Per trovare una soluzione al futuro del porto di Genova bisogna recuperare l'idea proposta a suo tempo da Renzo Piano: 'disallineare' i moli e l'aeroporto, in modo da risolvere il problema del 'cono aereo'. Ne e' convinto il presidente della Regione Liguria, Claudio Burlando, che rilancia oggi questa proposta in un'intervista a Massimo Minnella, su Repubblica.

''Piano aveva gia' capito che il problema di fondo era il disallineamento delle banchine con il cono aereo, per consentire l'attracco e la movimentazione delle grandi navi'' dice.
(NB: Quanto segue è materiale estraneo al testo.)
//! Path pattern compilation and matching.

use std::sync::LazyLock;

use regex::Regex;

use crate::error::{Result, RouterError};
use crate::request::PathParams;

/// A `{name}` placeholder inside a route pattern.
static PLACEHOLDER: LazyLock<Regex> = LazyLock::new(|| {
    Regex::new(r"\{([a-zA-Z_][a-zA-Z0-9_]*)\}").expect("placeholder regex is valid")
});

/// A compiled path pattern for matching URLs.
///
/// Pattern syntax:
/// - `/contact` - literal path, matched verbatim
/// - `/users/{id}` - `id` captures one or more characters other than `/`
///
/// Matching is anchored at both ends: `/users/{id}` does not match
/// `/users/5/edit` nor `/users/5/`.
#[derive(Debug, Clone)]
pub struct PathPattern {
    /// The original pattern string.
    pattern: String,
    /// Compiled regex for matching.
    regex: Regex,
    /// Parameter names in order.
    param_names: Vec<String>,
}

impl PathPattern {
    /// Compiles a path pattern string.
    ///
    /// # Example
    ///
    /// ```
    /// use mivra_router::PathPattern;
    ///
    /// let pattern = PathPattern::new("/posts/{id}/comments/{comment_id}").unwrap();
    /// let params = pattern.match_path("/posts/123/comments/456").unwrap();
    /// assert_eq!(params.get("id"), Some("123"));
    /// assert_eq!(params.get("comment_id"), Some("456"));
    /// ```
    pub fn new(pattern: &str) -> Result<Self> {
        let mut source = String::from("^");
        let mut param_names = Vec::new();
        let mut last = 0;

        for caps in PLACEHOLDER.captures_iter(pattern) {
            let (Some(whole), Some(name)) = (caps.get(0), caps.get(1)) else {
                continue;
            };
            source.push_str(&regex::escape(&pattern[last..whole.start()]));
            source.push_str("([^/]+)");
            param_names.push(name.as_str().to_string());
            last = whole.end();
        }

        source.push_str(&regex::escape(&pattern[last..]));
        source.push('$');

        Self::from_parts(pattern, &source, param_names)
    }

    /// Rebuilds a pattern from its already-compiled parts.
    ///
    /// Used when loading the route cache. Fails when the regex does not
    /// compile or does not have one capture group per parameter name.
    pub fn from_parts(pattern: &str, regex_source: &str, param_names: Vec<String>) -> Result<Self> {
        let invalid = |message: String| RouterError::InvalidPattern {
            pattern: pattern.to_string(),
            message,
        };

        let regex = Regex::new(regex_source).map_err(|e| invalid(e.to_string()))?;
        let groups = regex.captures_len() - 1;
        if groups != param_names.len() {
            return Err(invalid(format!(
                "{groups} capture groups for {} parameters",
                param_names.len()
            )));
        }

        Ok(Self {
            pattern: pattern.to_string(),
            regex,
            param_names,
        })
    }

    /// Attempts to match a path against this pattern.
    ///
    /// Returns extracted parameters if the path matches.
    pub fn match_path(&self, path: &str) -> Option<PathParams> {
        let caps = self.regex.captures(path)?;

        let mut params = PathParams::new();
        for (i, name) in self.param_names.iter().enumerate() {
            if let Some(value) = caps.get(i + 1) {
                params.insert(name.clone(), value.as_str());
            }
        }

        Some(params)
    }

    /// Returns the original pattern string.
    pub fn pattern(&self) -> &str {
        &self.pattern
    }

    /// Returns the compiled regex source.
    pub fn regex_source(&self) -> &str {
        self.regex.as_str()
    }

    /// Returns the parameter names.
    pub fn param_names(&self) -> &[String] {
        &self.param_names
    }
}

/// Substitutes `{key}` placeholders in a raw pattern.
///
/// Values are percent-encoded. Placeholders without a supplied value are
/// left in the output as-is, and keys that appear nowhere are ignored.
///
/// ```
/// use mivra_router::path::expand;
///
/// assert_eq!(expand("/users/{id}", &[("id", "a b")]), "/users/a%20b");
/// assert_eq!(expand("/users/{id}", &[]), "/users/{id}");
/// ```
pub fn expand(pattern: &str, params: &[(&str, &str)]) -> String {
    params.iter().fold(pattern.to_string(), |path, (key, value)| {
        path.replace(&format!("{{{key}}}"), &percent_encode(value))
    })
}

/// RFC 3986 percent-encoding: everything but unreserved characters.
fn percent_encode(value: &str) -> String {
    let mut out = String::with_capacity(value.len());
    for byte in value.bytes() {
        if byte.is_ascii_alphanumeric() || matches!(byte, b'-' | b'_' | b'.' | b'~') {
            out.push(char::from(byte));
        } else {
            out.push_str(&format!("%{byte:02X}"));
        }
    }
    out
}

#[cfg(test)]
mod tests {
    use super::*;

    #[test]
    fn test_literal_path() {
        let pattern = PathPattern::new("/contact").unwrap();
        assert!(pattern.match_path("/contact").unwrap().is_empty());
        assert!(pattern.match_path("/contact/").is_none());
        assert!(pattern.match_path("/contact/us").is_none());
        assert!(pattern.match_path("/about").is_none());
    }

    #[test]
    fn test_root_path() {
        let pattern = PathPattern::new("/").unwrap();
        assert!(pattern.match_path("/").is_some());
        assert!(pattern.match_path("").is_none());
        assert!(pattern.match_path("/x").is_none());
    }

    #[test]
    fn test_single_param() {
        let pattern = PathPattern::new("/users/{id}").unwrap();
        let params = pattern.match_path("/users/123").unwrap();
        assert_eq!(params.get("id"), Some("123"));
        assert_eq!(pattern.param_names(), ["id"]);
    }

    #[test]
    fn test_params_recover_substituted_values() {
        let pattern = PathPattern::new("/p/{a}-{b}/x.{ext}").unwrap();
        let values = [("a", "foo bar"), ("b", "%41"), ("ext", "tar.gz")];
        let path = format!("/p/{}-{}/x.{}", values[0].1, values[1].1, values[2].1);

        let params = pattern.match_path(&path).unwrap();
        for (name, value) in values {
            assert_eq!(params.get(name), Some(value), "param {name}");
        }
    }

    #[test]
    fn test_param_never_spans_slash() {
        let pattern = PathPattern::new("/users/{id}").unwrap();
        assert!(pattern.match_path("/users/1/2").is_none());
        assert!(pattern.match_path("/users/").is_none());

        let pattern = PathPattern::new("/files/{name}/raw").unwrap();
        assert!(pattern.match_path("/files/a/b/raw").is_none());
    }

    #[test]
    fn test_literal_characters_are_escaped() {
        let pattern = PathPattern::new("/feed.xml").unwrap();
        assert!(pattern.match_path("/feed.xml").is_some());
        assert!(pattern.match_path("/feedXxml").is_none());

        let pattern = PathPattern::new("/a+b/(x)").unwrap();
        assert!(pattern.match_path("/a+b/(x)").is_some());
        assert!(pattern.match_path("/aab/x").is_none());
    }

    #[test]
    fn test_invalid_placeholders_stay_literal() {
        let pattern = PathPattern::new("/raw/{1abc}/{ok}").unwrap();
        assert_eq!(pattern.param_names(), ["ok"]);
        let params = pattern.match_path("/raw/{1abc}/yes").unwrap();
        assert_eq!(params.get("ok"), Some("yes"));
    }

    #[test]
    fn test_compilation_is_deterministic() {
        let a = PathPattern::new("/posts/{post}/comments/{comment}").unwrap();
        let b = PathPattern::new("/posts/{post}/comments/{comment}").unwrap();
        assert_eq!(a.regex_source(), b.regex_source());
        assert_eq!(a.param_names(), b.param_names());
    }

    #[test]
    fn test_from_parts_rejects_mismatch() {
        let compiled = PathPattern::new("/users/{id}").unwrap();
        let rebuilt = PathPattern::from_parts(
            compiled.pattern(),
            compiled.regex_source(),
            compiled.param_names().to_vec(),
        )
        .unwrap();
        assert_eq!(
            rebuilt.match_path("/users/9").unwrap().get("id"),
            Some("9")
        );

        assert!(PathPattern::from_parts("/users/{id}", compiled.regex_source(), vec![]).is_err());
        assert!(PathPattern::from_parts("/users/{id}", "^/users/([^/]+$", vec!["id".into()]).is_err());
    }

    #[test]
    fn test_expand() {
        assert_eq!(expand("/contact", &[]), "/contact");
        assert_eq!(expand("/users/{id}", &[("id", "a b")]), "/users/a%20b");
        assert_eq!(
            expand("/users/{id}", &[("id", "x/y?z=ü")]),
            "/users/x%2Fy%3Fz%3D%C3%BC"
        );
        assert_eq!(expand("/users/{id}", &[("other", "1")]), "/users/{id}");
        assert_eq!(
            expand("/a/{x}/b/{x}", &[("x", "1")]),
            "/a/1/b/1"
        );
    }

    #[test]
    fn test_percent_encode_unreserved() {
        assert_eq!(percent_encode("AZaz09-_.~"), "AZaz09-_.~");
        assert_eq!(percent_encode("a+b&c"), "a%2Bb%26c");
    }
}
Per ottenere questo disallineamento, le soluzioni sono due: o si sposta l'aeroporto (come proponeva Renzo Piano), o si spostano i moli, realizzando una diga piu' avanti di 400-500 metri in mare.

''Piano pensava di riempire i pettini di Sampierdarena, per dare piu' spazio a terra, e di portare in mare l'aeroporto, trasformandolo in una banchina. L'aeroporto restera' al suo posto ma si sposteranno in avanti i moli. E quindi la sua idea, quella di un grande architetto, si realizzera' perche' si riuscira' a disallineare la banchina con il cono aereo e quindi non ci saranno problemi di navi all'accosto e di grandi gru''. Con quali risorse? Chi paga? ''Il porto stesso, con l'autonomia fiscale. Porremo la questione al governo nel prossimo incontro.

Non chiediamo soldi, ma uno strumento per farcela da soli, la diga''. Per Burlando, e' necessario considerare quella del porto come una scelta strategica necessaria. ''Se stai fermo, sei destinato ad andare indietro, perche' saranno gli altri a crescere - aggiunge -. Noi finora siamo riusciti a crescere senza mai barattare la sicurezza. Genova e' stato il secondo porto in Europa come aumento percentuale dopo Marsiglia, che ha volumi ben piu' bassi. Sono scelte impegnative, che incidono nel disegno del porto. L'aumento dei traffici impone piu' spazi a terra, quindi diventa necessario spostare i moli in avanti.

Allora serve una nuova diga per favorire l'evoluzione tranquilla delle navi''.